§ **Stored data entries**
=== Section Start ===
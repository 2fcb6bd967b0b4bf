use std::collections::BTreeSet;

use chrono::Utc;
use serde::{Deserialize, Serialize};
use serde_json::Value;

use crate::docstore::{Db, FieldUpdate};
use crate::errors::StoreError;
use crate::predictions::{
    EXACT_SCORE_POINTS, Prediction, fixture_prediction_docs, score_prediction, user_predictions,
};

pub const LEADERBOARD: &str = "leaderboard";
pub const DAILY_PICKS: &str = "dailyGlobalPredictions";

/// Final score of a fixture that has finished.
#[derive(Debug, Clone, Copy, PartialEq, Eq)]
pub struct FinalScore {
    pub fixture_id: u32,
    pub home_goals: u8,
    pub away_goals: u8,
}

#[derive(Debug, Clone, PartialEq, Eq, Serialize, Deserialize)]
#[serde(rename_all = "camelCase")]
pub struct LeaderboardEntry {
    pub user_id: String,
    pub display_name: String,
    pub total_points: u32,
    pub predictions_count: u32,
    #[serde(default)]
    pub exact_scores: u32,
    #[serde(default)]
    pub updated_at: i64,
}

impl LeaderboardEntry {
    fn same_totals(&self, other: &LeaderboardEntry) -> bool {
        self.total_points == other.total_points
            && self.predictions_count == other.predictions_count
            && self.exact_scores == other.exact_scores
            && self.display_name == other.display_name
    }
}

#[derive(Debug, Clone, Default, PartialEq, Eq)]
pub struct RecomputeReport {
    pub fixtures_scored: usize,
    pub predictions_checked: usize,
    pub predictions_updated: usize,
    pub leaderboard_updated: usize,
}

/// Re-scores every prediction on the given finished fixtures and refreshes
/// the leaderboard rows of users whose points moved.
///
/// Only predictions whose stored points differ are written, so a second run
/// over the same results writes nothing.
pub fn recompute_points(db: &Db, results: &[FinalScore]) -> Result<RecomputeReport, StoreError> {
    let mut report = RecomputeReport::default();
    let mut touched_users = BTreeSet::new();

    for result in results {
        let predictions = fixture_prediction_docs(db, result.fixture_id)?;
        report.fixtures_scored += 1;
        for (path, prediction) in predictions {
            report.predictions_checked += 1;
            let points = score_prediction(
                (prediction.home_goals, prediction.away_goals),
                (result.home_goals, result.away_goals),
            );
            if prediction.points == Some(points) {
                continue;
            }
            db.update(&path, &[FieldUpdate::set("points", Value::from(points))])?;
            report.predictions_updated += 1;
            touched_users.insert(prediction.user_id);
        }
    }

    for uid in &touched_users {
        if refresh_leaderboard_entry(db, uid)? {
            report.leaderboard_updated += 1;
        }
    }

    tracing::info!(
        fixtures = report.fixtures_scored,
        checked = report.predictions_checked,
        updated = report.predictions_updated,
        leaderboard = report.leaderboard_updated,
        "points recomputed"
    );
    Ok(report)
}

/// Sums a user's scored predictions into their leaderboard row.
/// Returns false when the stored row already matched.
pub fn refresh_leaderboard_entry(db: &Db, uid: &str) -> Result<bool, StoreError> {
    let predictions = user_predictions(db, uid)?;
    let entry = build_entry(db, uid, &predictions)?;
    let path = format!("{LEADERBOARD}/{uid}");
    if let Some(existing) = db.get_as::<LeaderboardEntry>(&path)?
        && existing.same_totals(&entry)
    {
        return Ok(false);
    }
    db.set(&path, &entry, false)?;
    Ok(true)
}

fn build_entry(
    db: &Db,
    uid: &str,
    predictions: &[Prediction],
) -> Result<LeaderboardEntry, StoreError> {
    let total_points = predictions.iter().filter_map(|p| p.points).sum();
    let exact_scores = predictions
        .iter()
        .filter(|p| p.points == Some(EXACT_SCORE_POINTS))
        .count() as u32;
    let display_name = profile_name(db, uid)?
        .or_else(|| predictions.iter().find_map(|p| p.display_name.clone()))
        .unwrap_or_else(|| uid.to_string());

    Ok(LeaderboardEntry {
        user_id: uid.to_string(),
        display_name,
        total_points,
        predictions_count: predictions.len() as u32,
        exact_scores,
        updated_at: Utc::now().timestamp_millis(),
    })
}

fn profile_name(db: &Db, uid: &str) -> Result<Option<String>, StoreError> {
    let profile = db.get(&format!("users/{uid}"))?;
    Ok(profile
        .as_ref()
        .and_then(|p| p.get("displayName"))
        .and_then(|v| v.as_str())
        .filter(|s| !s.trim().is_empty())
        .map(|s| s.to_string()))
}

/// Ranked rows, best first. Ties go to more exact scores, then name.
pub fn top_entries(db: &Db, limit: usize) -> Result<Vec<LeaderboardEntry>, StoreError> {
    let docs = db.list(LEADERBOARD)?;
    let mut entries: Vec<LeaderboardEntry> = docs
        .iter()
        .filter_map(|doc| doc.decode().ok())
        .collect();
    entries.sort_by(|a, b| {
        b.total_points
            .cmp(&a.total_points)
            .then(b.exact_scores.cmp(&a.exact_scores))
            .then_with(|| a.display_name.cmp(&b.display_name))
    });
    entries.truncate(limit);
    Ok(entries)
}

/// 1-based rank of `uid`, if they have a row.
pub fn rank_of(entries: &[LeaderboardEntry], uid: &str) -> Option<usize> {
    entries.iter().position(|e| e.user_id == uid).map(|i| i + 1)
}

#[derive(Debug, Clone, PartialEq, Eq, Serialize, Deserialize, Default)]
#[serde(rename_all = "camelCase")]
pub struct DailyPicks {
    pub date: String,
    #[serde(default)]
    pub fixture_ids: Vec<u32>,
}

pub fn daily_picks(db: &Db, date: &str) -> Result<DailyPicks, StoreError> {
    Ok(db
        .get_as::<DailyPicks>(&format!("{DAILY_PICKS}/{date}"))?
        .unwrap_or_else(|| DailyPicks {
            date: date.to_string(),
            fixture_ids: Vec::new(),
        }))
}
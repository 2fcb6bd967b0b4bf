use std::sync::Arc;
use std::time::{Duration, Instant};

use chrono::{Duration as ChronoDuration, TimeZone, Utc};
use criterion::{Criterion, criterion_group, criterion_main};
use std::hint::black_box;

use pitchside::docstore::{Db, DocumentStore, SqliteStore};
use pitchside::football_api::{parse_fixtures_json, parse_odds_json, parse_standings_json};
use pitchside::leaderboard::{FinalScore, recompute_points};
use pitchside::navigation::{Navigator, Screen, params};
use pitchside::predictions::{score_prediction, submit_prediction};
use pitchside::proxy::{cache_policy, parse_query};
use pitchside::rules::Session;
use pitchside::state::{AppState, Delta, apply_delta};

fn bench_fixtures_parse(c: &mut Criterion) {
    c.bench_function("fixtures_parse", |b| {
        b.iter(|| {
            let rows = parse_fixtures_json(black_box(FIXTURES_JSON)).unwrap();
            black_box(rows.len());
        })
    });
}

fn bench_standings_parse(c: &mut Criterion) {
    c.bench_function("standings_parse", |b| {
        b.iter(|| {
            let rows = parse_standings_json(black_box(STANDINGS_JSON)).unwrap();
            black_box(rows.len());
        })
    });
}

fn bench_odds_parse(c: &mut Criterion) {
    c.bench_function("odds_parse", |b| {
        b.iter(|| {
            let odds = parse_odds_json(black_box(ODDS_JSON)).unwrap();
            black_box(odds.map(|o| o.markets.len()));
        })
    });
}

fn bench_fixtures_delta(c: &mut Criterion) {
    let base = parse_fixtures_json(FIXTURES_JSON).expect("valid fixture json");
    let date = Utc
        .with_ymd_and_hms(2025, 5, 25, 0, 0, 0)
        .unwrap()
        .date_naive();
    // A busy match day: a few hundred fixtures in scrambled order.
    let fixtures: Vec<_> = (0..300u32)
        .flat_map(|i| {
            base.iter().cloned().map(move |mut f| {
                f.id = f.id * 1000 + i;
                f.kickoff = f
                    .kickoff
                    .map(|k| k + ChronoDuration::minutes(i64::from((i * 37) % 600)));
                f
            })
        })
        .collect();

    c.bench_function("fixtures_delta_apply", |b| {
        b.iter(|| {
            let mut state = AppState::new(date);
            apply_delta(
                &mut state,
                Delta::SetFixtures {
                    date,
                    fixtures: black_box(fixtures.clone()),
                },
            );
            black_box(state.fixtures.len());
        })
    });
}

fn bench_navigation(c: &mut Criterion) {
    c.bench_function("navigation_push_pop", |b| {
        b.iter(|| {
            let t0 = Instant::now();
            let mut nav = Navigator::new(Screen::Matches);
            for i in 0..50u32 {
                nav.navigate(Screen::MatchDetail, params([("fixture", i.to_string())]), t0);
                nav.navigate(Screen::Comments, params([("fixture", i.to_string())]), t0);
            }
            for step in 0..100u64 {
                let now = t0 + Duration::from_secs(step + 1);
                nav.go_back(now);
                nav.tick(now + Duration::from_secs(1));
            }
            black_box(nav.len());
        })
    });
}

fn bench_cache_policy(c: &mut Criterion) {
    let queries = [
        ("fixtures", "date=2025-05-25&timezone=Asia/Baghdad"),
        ("fixtures", "id=1208021"),
        ("odds", "fixture=1208021&bookmaker=8"),
        ("standings", "league=39&season=2024"),
        ("players/profiles", "search=ronaldo"),
    ];
    c.bench_function("proxy_cache_policy", |b| {
        b.iter(|| {
            for (route, raw) in queries {
                let params = parse_query(black_box(raw));
                black_box(cache_policy(route, &params));
            }
        })
    });
}

fn bench_scoring(c: &mut Criterion) {
    c.bench_function("score_prediction_grid", |b| {
        b.iter(|| {
            let mut total = 0u32;
            for h in 0..8u8 {
                for a in 0..8u8 {
                    total += score_prediction(black_box((h, a)), black_box((2, 1)));
                }
            }
            black_box(total);
        })
    });
}

fn bench_recompute(c: &mut Criterion) {
    let store: Arc<dyn DocumentStore> =
        Arc::new(SqliteStore::open_in_memory().expect("in-memory store"));
    let kickoff = Utc.with_ymd_and_hms(2025, 5, 25, 15, 0, 0).unwrap();
    let before = kickoff - ChronoDuration::hours(1);
    for u in 0..100u32 {
        let db = Db::new(
            Arc::clone(&store),
            Session::user(format!("user{u}"), format!("User {u}")),
        );
        for fixture in 1..=5u32 {
            let score = ((u % 4) as u8, ((u + fixture) % 3) as u8);
            submit_prediction(&db, fixture, kickoff, score, before).expect("submit");
        }
    }
    let admin = Db::new(store, Session::admin("bench", "Bench"));
    let mut flip = 0u8;

    c.bench_function("recompute_points_500", |b| {
        b.iter(|| {
            // Alternate results so every run has points to move.
            flip ^= 1;
            let results: Vec<FinalScore> = (1..=5u32)
                .map(|fixture_id| FinalScore {
                    fixture_id,
                    home_goals: 2,
                    away_goals: flip,
                })
                .collect();
            let report = recompute_points(&admin, black_box(&results)).unwrap();
            black_box(report.predictions_updated);
        })
    });
}

criterion_group!(
    perf,
    bench_fixtures_parse,
    bench_standings_parse,
    bench_odds_parse,
    bench_fixtures_delta,
    bench_navigation,
    bench_cache_policy,
    bench_scoring,
    bench_recompute
);
criterion_main!(perf);

static FIXTURES_JSON: &str = include_str!("../tests/fixtures/fixtures_by_date.json");
static STANDINGS_JSON: &str = include_str!("../tests/fixtures/standings.json");
static ODDS_JSON: &str = include_str!("../tests/fixtures/odds.json");
use std::net::SocketAddr;
use std::sync::Arc;

use anyhow::{Context, Result};
use clap::Parser;
use tracing::{info, warn};
use tracing_subscriber::EnvFilter;
use warp::Filter;

use pitchside::config::{ProxyConfig, load_dotenv};
use pitchside::proxy::{ProxyState, ReqwestUpstream, routes};

#[derive(Parser)]
#[command(name = "pitchside_proxy")]
#[command(about = "Caching proxy in front of the sports-data API")]
struct Args {
    #[arg(short, long, env = "PROXY_PORT")]
    port: Option<u16>,

    #[arg(long, default_value = "127.0.0.1")]
    host: String,

    #[arg(long, env = "FOOTBALL_API_BASE")]
    api_base: Option<String>,

    #[arg(long, env = "ODDS_HISTORY_BASE")]
    odds_history_base: Option<String>,
}

#[tokio::main]
async fn main() -> Result<()> {
    load_dotenv();
    tracing_subscriber::fmt()
        .with_env_filter(
            EnvFilter::try_from_default_env().unwrap_or_else(|_| EnvFilter::new("info")),
        )
        .init();

    let args = Args::parse();
    let mut config = ProxyConfig::from_env();
    if let Some(port) = args.port {
        config.port = port;
    }
    if let Some(base) = args.api_base {
        config.api_base = base.trim_end_matches('/').to_string();
    }
    if let Some(base) = args.odds_history_base {
        config.odds_history_base = Some(base.trim_end_matches('/').to_string());
    }
    if config.api_key.is_none() {
        warn!("FOOTBALL_API_KEY is not set; upstream calls will be rejected");
    }

    let upstream = ReqwestUpstream::new(config.api_key.clone())?;
    let state = Arc::new(ProxyState::new(upstream, &config));

    let addr: SocketAddr = format!("{}:{}", args.host, config.port)
        .parse()
        .with_context(|| format!("invalid listen address {}:{}", args.host, config.port))?;
    info!(%addr, upstream = %config.api_base, "proxy listening");

    let (_, server) = warp::serve(routes(state).with(warp::log("pitchside_proxy")))
        .bind_with_graceful_shutdown(addr, async {
            let _ = tokio::signal::ctrl_c().await;
            info!("shutting down");
        });
    server.await;
    Ok(())
}
#[derive(Debug, Clone, PartialEq)]
pub struct OddValue {
    pub label: String,
    pub odd: f64,
}

#[derive(Debug, Clone, PartialEq)]
pub struct OddsMarket {
    pub bookmaker: String,
    pub bet: String,
    pub values: Vec<OddValue>,
}

#[derive(Debug, Clone, PartialEq)]
pub struct FixtureOdds {
    pub fixture_id: u32,
    pub markets: Vec<OddsMarket>,
    /// Attached by the proxy on `odds` requests; shape is provider-defined.
    pub history: Option<Value>,
}

/// Sports-data client. Points at the proxy route, or at the upstream directly
/// when an API key is supplied (admin tools).
#[derive(Debug, Clone)]
pub struct FootballApi {
    base: String,
    api_key: Option<String>,
}

impl FootballApi {
    pub fn new(base: impl Into<String>) -> Self {
        Self {
            base: base.into().trim_end_matches('/').to_string(),
            api_key: None,
        }
    }

    pub fn direct(base: impl Into<String>, api_key: impl Into<String>) -> Self {
        Self {
            api_key: Some(api_key.into()),
            ..Self::new(base)
        }
    }

    pub fn url(&self, route: &str, query: &[(&str, String)]) -> String {
        let mut url = format!("{}/{}", self.base, route.trim_start_matches('/'));
        let mut sep = '?';
        for (key, value) in query {
            url.push(sep);
            url.push_str(key);
            url.push('=');
            url.push_str(&encode_query_value(value));
            sep = '&';
        }
        url
    }

    fn get(&self, route: &str, query: &[(&str, String)]) -> Result<String> {
        let client = http_client()?;
        let url = self.url(route, query);
        let headers: Vec<(&str, &str)> = match self.api_key.as_deref() {
            Some(key) => vec![(API_KEY_HEADER, key)],
            None => Vec::new(),
        };
        fetch_json_cached(client, &url, &headers).with_context(|| format!("GET {route} failed"))
    }

    pub fn fixtures_by_date(&self, date: NaiveDate) -> Result<Vec<Fixture>> {
        let body = self.get("fixtures", &[("date", date.format("%Y-%m-%d").to_string())])?;
        parse_fixtures_json(&body)
    }

    pub fn fixture(&self, id: u32) -> Result<Option<Fixture>> {
        let body = self.get("fixtures", &[("id", id.to_string())])?;
        Ok(parse_fixtures_json(&body)?.into_iter().next())
    }

    pub fn standings(&self, league_id: u32, season: u16) -> Result<Vec<StandingRow>> {
        let body = self.get(
            "standings",
            &[("league", league_id.to_string()), ("season", season.to_string())],
        )?;
        parse_standings_json(&body)
    }

    pub fn competitions(&self) -> Result<Vec<Competition>> {
        let body = self.get("leagues", &[("current", "true".to_string())])?;
        parse_competitions_json(&body)
    }

    pub fn countries(&self) -> Result<Vec<Country>> {
        let body = self.get("countries", &[])?;
        parse_countries_json(&body)
    }

    pub fn teams(&self, league_id: u32, season: u16) -> Result<Vec<TeamRef>> {
        let body = self.get(
            "teams",
            &[("league", league_id.to_string()), ("season", season.to_string())],
        )?;
        parse_teams_json(&body)
    }

    pub fn team_fixtures(&self, team_id: u32, next: u8) -> Result<Vec<Fixture>> {
        let body = self.get(
            "fixtures",
            &[("team", team_id.to_string()), ("next", next.to_string())],
        )?;
        parse_fixtures_json(&body)
    }

    pub fn search_teams(&self, query: &str) -> Result<Vec<TeamRef>> {
        let body = self.get("teams", &[("search", query.to_string())])?;
        parse_teams_json(&body)
    }

    pub fn search_players(&self, query: &str) -> Result<Vec<PlayerSummary>> {
        let body = self.get("players/profiles", &[("search", query.to_string())])?;
        parse_players_json(&body)
    }

    pub fn search_competitions(&self, query: &str) -> Result<Vec<Competition>> {
        let body = self.get("leagues", &[("search", query.to_string())])?;
        parse_competitions_json(&body)
    }

    pub fn odds(&self, fixture_id: u32) -> Result<Option<FixtureOdds>> {
        let body = self.get("odds", &[("fixture", fixture_id.to_string())])?;
        parse_odds_json(&body)
    }
}

fn encode_query_value(value: &str) -> String {
    let mut out = String::with_capacity(value.len());
    for b in value.bytes() {
        match b {
            b'A'..=b'Z' | b'a'..=b'z' | b'0'..=b'9' | b'-' | b'_' | b'.' | b'~' => {
                out.push(b as char)
            }
            b' ' => out.push_str("%20"),
            _ => out.push_str(&format!("%{b:02X}")),
        }
    }
    out
}

fn response_items(raw: &str) -> Result<Vec<Value>> {
    let trimmed = raw.trim();
    if trimmed.is_empty() || trimmed == "null" {
        return Ok(Vec::new());
    }
    let root: Value = serde_json::from_str(trimmed).context("invalid sports-data json")?;
    Ok(root
        .get("response")
        .and_then(|v| v.as_array())
        .cloned()
        .unwrap_or_default())
}

pub fn parse_fixtures_json(raw: &str) -> Result<Vec<Fixture>> {
    let items = response_items(raw)?;
    Ok(items.iter().filter_map(parse_fixture).collect())
}

fn parse_fixture(v: &Value) -> Option<Fixture> {
    let fixture = v.get("fixture")?;
    let id = as_u32(fixture.get("id"))?;
    let kickoff = fixture
        .get("date")
        .and_then(|d| d.as_str())
        .and_then(|d| DateTime::parse_from_rfc3339(d).ok())
        .map(|d| d.with_timezone(&Utc));
    let status = fixture.get("status").unwrap_or(&Value::Null);
    let league = v.get("league").unwrap_or(&Value::Null);
    let teams = v.get("teams")?;
    let goals = v.get("goals").unwrap_or(&Value::Null);

    Some(Fixture {
        id,
        kickoff,
        status: str_field(status, "short"),
        elapsed: status
            .get("elapsed")
            .and_then(|x| x.as_u64())
            .and_then(|x| u16::try_from(x).ok()),
        league_id: as_u32(league.get("id")).unwrap_or(0),
        league_name: str_field(league, "name"),
        round: str_field(league, "round"),
        home: parse_team(teams.get("home")?)?,
        away: parse_team(teams.get("away")?)?,
        home_goals: as_u8(goals.get("home")),
        away_goals: as_u8(goals.get("away")),
    })
}

fn parse_team(v: &Value) -> Option<TeamRef> {
    Some(TeamRef {
        id: as_u32(v.get("id"))?,
        name: str_field(v, "name"),
        logo: str_field(v, "logo"),
    })
}

pub fn parse_standings_json(raw: &str) -> Result<Vec<StandingRow>> {
    let items = response_items(raw)?;
    let mut rows = Vec::new();
    for item in &items {
        let Some(groups) = item
            .get("league")
            .and_then(|l| l.get("standings"))
            .and_then(|s| s.as_array())
        else {
            continue;
        };
        for group in groups {
            let Some(group) = group.as_array() else {
                continue;
            };
            for row in group {
                let Some(team) = row.get("team").and_then(parse_team) else {
                    continue;
                };
                let all = row.get("all").unwrap_or(&Value::Null);
                rows.push(StandingRow {
                    rank: as_u16(row.get("rank")).unwrap_or(0),
                    team,
                    points: as_i32(row.get("points")),
                    played: as_u16(all.get("played")).unwrap_or(0),
                    win: as_u16(all.get("win")).unwrap_or(0),
                    draw: as_u16(all.get("draw")).unwrap_or(0),
                    lose: as_u16(all.get("lose")).unwrap_or(0),
                    goals_diff: as_i32(row.get("goalsDiff")),
                    form: str_field(row, "form"),
                    group: str_field(row, "group"),
                });
            }
        }
    }
    Ok(rows)
}
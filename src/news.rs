use chrono::Utc;
use serde::{Deserialize, Serialize};

use crate::docstore::Db;
use crate::errors::StoreError;

pub const NEWS: &str = "news";

#[derive(Debug, Clone, PartialEq, Eq, Serialize, Deserialize)]
#[serde(rename_all = "camelCase")]
pub struct NewsItem {
    #[serde(default, skip_serializing)]
    pub id: String,
    pub title: String,
    #[serde(default)]
    pub body: String,
    #[serde(default)]
    pub image_url: Option<String>,
    /// Milliseconds since the epoch.
    pub published_at: i64,
}

pub fn publish(
    db: &Db,
    title: &str,
    body: &str,
    image_url: Option<&str>,
) -> Result<NewsItem, StoreError> {
    let published_at = Utc::now().timestamp_millis();
    let mut item = NewsItem {
        id: format!("n{published_at}"),
        title: title.trim().to_string(),
        body: body.to_string(),
        image_url: image_url.map(|s| s.to_string()).filter(|s| !s.is_empty()),
        published_at,
    };
    // Same-millisecond publishes get a suffix instead of overwriting.
    let mut seq = 1;
    while db.get(&format!("{NEWS}/{}", item.id))?.is_some() {
        item.id = format!("n{published_at}-{seq}");
        seq += 1;
    }
    db.set(&format!("{NEWS}/{}", item.id), &item, false)?;
    tracing::info!(id = %item.id, title = %item.title, "news published");
    Ok(item)
}

pub fn delete(db: &Db, id: &str) -> Result<(), StoreError> {
    db.delete(&format!("{NEWS}/{id}"))
}

pub fn latest(db: &Db, limit: usize) -> Result<Vec<NewsItem>, StoreError> {
    let mut items: Vec<NewsItem> = db
        .list(NEWS)?
        .into_iter()
        .filter_map(|doc| {
            let mut item: NewsItem = doc.decode().ok()?;
            item.id = doc.id;
            Some(item)
        })
        .collect();
    items.sort_by(|a, b| b.published_at.cmp(&a.published_at).then(b.id.cmp(&a.id)));
    items.truncate(limit);
    Ok(items)
}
=== Section End ===
Provide the number of lines above that include the string "SqliteStore", with no other words.

2